# WORK REQUEST
Retype exactly the lines that run from the start of the data to the line holding "JSON-RPC request, or", including both, and only those.

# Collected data
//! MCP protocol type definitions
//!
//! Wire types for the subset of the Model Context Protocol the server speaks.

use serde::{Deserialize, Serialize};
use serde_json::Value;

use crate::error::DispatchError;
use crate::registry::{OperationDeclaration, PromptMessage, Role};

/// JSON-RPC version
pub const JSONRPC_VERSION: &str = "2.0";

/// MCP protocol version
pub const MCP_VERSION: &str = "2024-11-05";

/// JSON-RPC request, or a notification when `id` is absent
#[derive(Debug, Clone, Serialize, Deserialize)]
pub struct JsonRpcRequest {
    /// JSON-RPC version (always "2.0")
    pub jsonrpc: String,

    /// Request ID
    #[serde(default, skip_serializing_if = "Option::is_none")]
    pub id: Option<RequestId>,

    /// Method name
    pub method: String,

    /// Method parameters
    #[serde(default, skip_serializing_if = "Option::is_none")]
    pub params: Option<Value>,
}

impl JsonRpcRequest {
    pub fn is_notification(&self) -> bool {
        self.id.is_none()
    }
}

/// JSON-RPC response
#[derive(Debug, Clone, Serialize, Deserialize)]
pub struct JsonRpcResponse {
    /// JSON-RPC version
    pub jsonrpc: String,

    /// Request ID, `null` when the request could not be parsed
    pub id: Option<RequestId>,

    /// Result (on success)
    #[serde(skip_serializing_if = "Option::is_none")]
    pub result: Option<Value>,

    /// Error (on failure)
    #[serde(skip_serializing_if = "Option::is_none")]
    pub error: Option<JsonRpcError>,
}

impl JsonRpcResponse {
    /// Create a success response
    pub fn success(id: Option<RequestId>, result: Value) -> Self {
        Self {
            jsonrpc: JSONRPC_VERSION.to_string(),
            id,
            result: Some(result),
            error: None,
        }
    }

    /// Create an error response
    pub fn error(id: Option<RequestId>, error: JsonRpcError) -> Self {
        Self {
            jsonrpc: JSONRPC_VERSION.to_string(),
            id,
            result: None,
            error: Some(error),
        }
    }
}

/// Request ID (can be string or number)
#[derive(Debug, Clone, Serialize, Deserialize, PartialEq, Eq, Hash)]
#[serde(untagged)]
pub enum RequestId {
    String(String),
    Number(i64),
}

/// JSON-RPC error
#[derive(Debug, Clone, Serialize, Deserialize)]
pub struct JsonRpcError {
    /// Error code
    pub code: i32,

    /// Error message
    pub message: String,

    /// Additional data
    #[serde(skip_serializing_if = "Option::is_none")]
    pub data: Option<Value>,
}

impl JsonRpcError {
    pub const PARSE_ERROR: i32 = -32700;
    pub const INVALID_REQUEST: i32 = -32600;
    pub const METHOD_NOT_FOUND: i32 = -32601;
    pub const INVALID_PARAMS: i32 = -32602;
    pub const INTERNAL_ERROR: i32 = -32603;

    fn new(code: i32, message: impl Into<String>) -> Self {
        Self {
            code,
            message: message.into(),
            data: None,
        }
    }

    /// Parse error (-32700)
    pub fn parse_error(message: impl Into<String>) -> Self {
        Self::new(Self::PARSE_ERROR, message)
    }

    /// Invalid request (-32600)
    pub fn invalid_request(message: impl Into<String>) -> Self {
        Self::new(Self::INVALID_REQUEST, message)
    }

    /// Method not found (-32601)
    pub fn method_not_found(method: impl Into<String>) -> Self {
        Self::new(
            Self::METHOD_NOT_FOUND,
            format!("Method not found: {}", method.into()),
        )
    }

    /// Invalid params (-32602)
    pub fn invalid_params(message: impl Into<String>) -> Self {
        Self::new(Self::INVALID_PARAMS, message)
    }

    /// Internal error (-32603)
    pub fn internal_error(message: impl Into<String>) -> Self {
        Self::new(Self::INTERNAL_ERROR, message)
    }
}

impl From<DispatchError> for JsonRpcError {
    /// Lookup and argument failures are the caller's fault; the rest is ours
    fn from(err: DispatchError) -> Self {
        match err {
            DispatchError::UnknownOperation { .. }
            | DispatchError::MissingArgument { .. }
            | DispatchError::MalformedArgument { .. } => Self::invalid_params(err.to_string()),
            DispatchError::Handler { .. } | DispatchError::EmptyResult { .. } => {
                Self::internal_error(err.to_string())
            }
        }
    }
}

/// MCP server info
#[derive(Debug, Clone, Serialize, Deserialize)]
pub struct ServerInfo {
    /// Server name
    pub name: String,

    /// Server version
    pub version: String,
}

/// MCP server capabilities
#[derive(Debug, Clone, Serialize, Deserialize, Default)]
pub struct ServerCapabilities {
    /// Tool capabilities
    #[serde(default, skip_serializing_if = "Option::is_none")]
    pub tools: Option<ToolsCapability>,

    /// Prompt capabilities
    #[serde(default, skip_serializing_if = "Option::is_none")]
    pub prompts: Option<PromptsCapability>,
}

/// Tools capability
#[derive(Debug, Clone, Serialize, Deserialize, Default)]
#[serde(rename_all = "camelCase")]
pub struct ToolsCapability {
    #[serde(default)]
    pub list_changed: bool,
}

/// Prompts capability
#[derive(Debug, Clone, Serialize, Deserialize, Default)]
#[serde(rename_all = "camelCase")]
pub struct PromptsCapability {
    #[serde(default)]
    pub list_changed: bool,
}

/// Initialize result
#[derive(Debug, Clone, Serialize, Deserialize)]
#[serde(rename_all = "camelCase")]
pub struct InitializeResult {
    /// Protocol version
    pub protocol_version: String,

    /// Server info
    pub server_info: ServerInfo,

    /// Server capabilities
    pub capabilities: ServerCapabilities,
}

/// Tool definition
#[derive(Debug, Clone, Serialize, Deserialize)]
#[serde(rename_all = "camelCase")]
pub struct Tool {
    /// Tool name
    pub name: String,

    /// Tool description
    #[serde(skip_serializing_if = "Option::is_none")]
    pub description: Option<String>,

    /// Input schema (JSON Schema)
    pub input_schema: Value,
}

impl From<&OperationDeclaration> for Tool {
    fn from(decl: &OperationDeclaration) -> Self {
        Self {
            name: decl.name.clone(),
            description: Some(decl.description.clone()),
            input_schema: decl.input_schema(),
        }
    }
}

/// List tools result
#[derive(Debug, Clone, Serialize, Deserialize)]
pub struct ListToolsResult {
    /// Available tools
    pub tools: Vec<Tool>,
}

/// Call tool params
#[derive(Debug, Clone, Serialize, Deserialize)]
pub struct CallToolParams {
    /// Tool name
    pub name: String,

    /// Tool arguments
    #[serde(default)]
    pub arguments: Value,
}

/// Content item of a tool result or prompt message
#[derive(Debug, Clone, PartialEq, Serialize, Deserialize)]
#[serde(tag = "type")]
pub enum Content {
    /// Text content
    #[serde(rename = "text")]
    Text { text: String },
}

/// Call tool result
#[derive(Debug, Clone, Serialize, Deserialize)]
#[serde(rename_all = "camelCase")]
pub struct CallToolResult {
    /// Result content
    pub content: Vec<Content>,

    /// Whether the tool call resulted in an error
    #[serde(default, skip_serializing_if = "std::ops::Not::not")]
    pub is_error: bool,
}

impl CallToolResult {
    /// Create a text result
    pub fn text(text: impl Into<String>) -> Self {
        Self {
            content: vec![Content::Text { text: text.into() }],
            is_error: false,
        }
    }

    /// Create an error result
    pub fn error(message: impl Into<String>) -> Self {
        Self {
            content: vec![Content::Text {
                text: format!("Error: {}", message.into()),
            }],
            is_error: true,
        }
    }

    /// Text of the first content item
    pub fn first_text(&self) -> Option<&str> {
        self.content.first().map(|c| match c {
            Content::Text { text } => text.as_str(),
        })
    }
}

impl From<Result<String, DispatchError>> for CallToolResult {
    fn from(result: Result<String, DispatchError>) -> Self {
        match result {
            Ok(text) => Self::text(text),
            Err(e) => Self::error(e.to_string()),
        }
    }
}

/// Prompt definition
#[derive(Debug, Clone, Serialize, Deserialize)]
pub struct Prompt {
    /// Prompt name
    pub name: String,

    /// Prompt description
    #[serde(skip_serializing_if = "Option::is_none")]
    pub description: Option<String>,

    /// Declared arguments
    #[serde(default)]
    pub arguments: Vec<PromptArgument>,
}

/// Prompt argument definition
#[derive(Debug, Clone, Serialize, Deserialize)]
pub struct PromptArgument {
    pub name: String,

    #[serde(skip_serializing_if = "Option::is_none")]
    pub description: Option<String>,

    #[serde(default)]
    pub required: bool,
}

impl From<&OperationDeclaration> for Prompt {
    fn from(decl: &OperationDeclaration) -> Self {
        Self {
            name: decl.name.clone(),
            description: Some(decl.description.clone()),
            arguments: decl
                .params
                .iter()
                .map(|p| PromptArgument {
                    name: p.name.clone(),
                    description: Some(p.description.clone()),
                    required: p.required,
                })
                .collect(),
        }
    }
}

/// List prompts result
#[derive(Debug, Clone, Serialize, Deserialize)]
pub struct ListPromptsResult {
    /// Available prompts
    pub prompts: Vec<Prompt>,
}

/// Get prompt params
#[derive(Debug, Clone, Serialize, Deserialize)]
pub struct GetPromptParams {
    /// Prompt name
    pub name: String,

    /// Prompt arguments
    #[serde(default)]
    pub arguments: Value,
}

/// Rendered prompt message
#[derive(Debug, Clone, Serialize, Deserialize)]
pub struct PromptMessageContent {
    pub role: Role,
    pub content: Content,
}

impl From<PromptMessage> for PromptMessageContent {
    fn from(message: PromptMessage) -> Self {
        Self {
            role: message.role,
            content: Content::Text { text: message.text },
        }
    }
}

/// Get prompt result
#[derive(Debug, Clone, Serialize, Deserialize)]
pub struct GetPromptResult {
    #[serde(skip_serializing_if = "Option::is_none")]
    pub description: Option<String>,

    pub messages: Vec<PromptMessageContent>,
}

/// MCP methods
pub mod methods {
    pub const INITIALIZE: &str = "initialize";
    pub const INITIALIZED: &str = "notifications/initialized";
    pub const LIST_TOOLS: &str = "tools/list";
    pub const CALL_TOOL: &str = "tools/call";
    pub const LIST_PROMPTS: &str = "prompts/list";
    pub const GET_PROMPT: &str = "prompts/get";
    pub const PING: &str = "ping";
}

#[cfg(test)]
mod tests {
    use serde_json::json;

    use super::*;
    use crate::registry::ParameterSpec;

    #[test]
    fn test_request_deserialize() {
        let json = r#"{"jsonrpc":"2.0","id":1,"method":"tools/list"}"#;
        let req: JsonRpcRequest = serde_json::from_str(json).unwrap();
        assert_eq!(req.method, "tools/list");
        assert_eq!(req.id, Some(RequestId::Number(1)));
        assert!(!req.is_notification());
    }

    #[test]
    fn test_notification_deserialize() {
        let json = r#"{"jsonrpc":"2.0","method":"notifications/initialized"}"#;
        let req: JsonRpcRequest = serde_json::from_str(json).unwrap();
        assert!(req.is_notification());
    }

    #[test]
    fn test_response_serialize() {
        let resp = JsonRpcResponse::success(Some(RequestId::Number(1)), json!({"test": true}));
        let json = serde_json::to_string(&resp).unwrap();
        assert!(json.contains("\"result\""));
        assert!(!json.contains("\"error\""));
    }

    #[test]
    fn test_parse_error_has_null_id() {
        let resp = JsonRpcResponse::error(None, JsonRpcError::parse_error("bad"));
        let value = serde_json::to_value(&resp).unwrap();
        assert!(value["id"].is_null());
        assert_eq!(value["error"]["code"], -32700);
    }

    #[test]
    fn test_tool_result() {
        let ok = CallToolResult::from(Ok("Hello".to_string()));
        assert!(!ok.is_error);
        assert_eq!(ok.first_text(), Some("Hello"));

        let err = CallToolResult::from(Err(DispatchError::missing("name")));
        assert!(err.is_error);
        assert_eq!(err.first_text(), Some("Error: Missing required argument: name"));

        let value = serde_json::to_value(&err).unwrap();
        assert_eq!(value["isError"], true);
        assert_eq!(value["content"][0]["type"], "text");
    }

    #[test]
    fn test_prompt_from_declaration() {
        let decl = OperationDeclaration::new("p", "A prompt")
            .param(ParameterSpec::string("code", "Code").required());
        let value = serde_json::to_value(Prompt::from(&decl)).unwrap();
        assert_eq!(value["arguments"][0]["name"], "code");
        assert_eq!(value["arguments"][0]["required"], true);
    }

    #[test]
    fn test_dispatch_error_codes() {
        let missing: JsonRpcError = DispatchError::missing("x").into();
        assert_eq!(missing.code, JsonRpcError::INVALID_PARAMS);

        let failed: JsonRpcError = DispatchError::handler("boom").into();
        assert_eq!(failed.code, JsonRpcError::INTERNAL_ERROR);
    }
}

# WRITTEN RESPONSE
//! MCP protocol type definitions
//!
//! Wire types for the subset of the Model Context Protocol the server speaks.

use serde::{Deserialize, Serialize};
use serde_json::Value;

use crate::error::DispatchError;
use crate::registry::{OperationDeclaration, PromptMessage, Role};

/// JSON-RPC version
pub const JSONRPC_VERSION: &str = "2.0";

/// MCP protocol version
pub const MCP_VERSION: &str = "2024-11-05";

/// JSON-RPC request, or a notification when `id` is absent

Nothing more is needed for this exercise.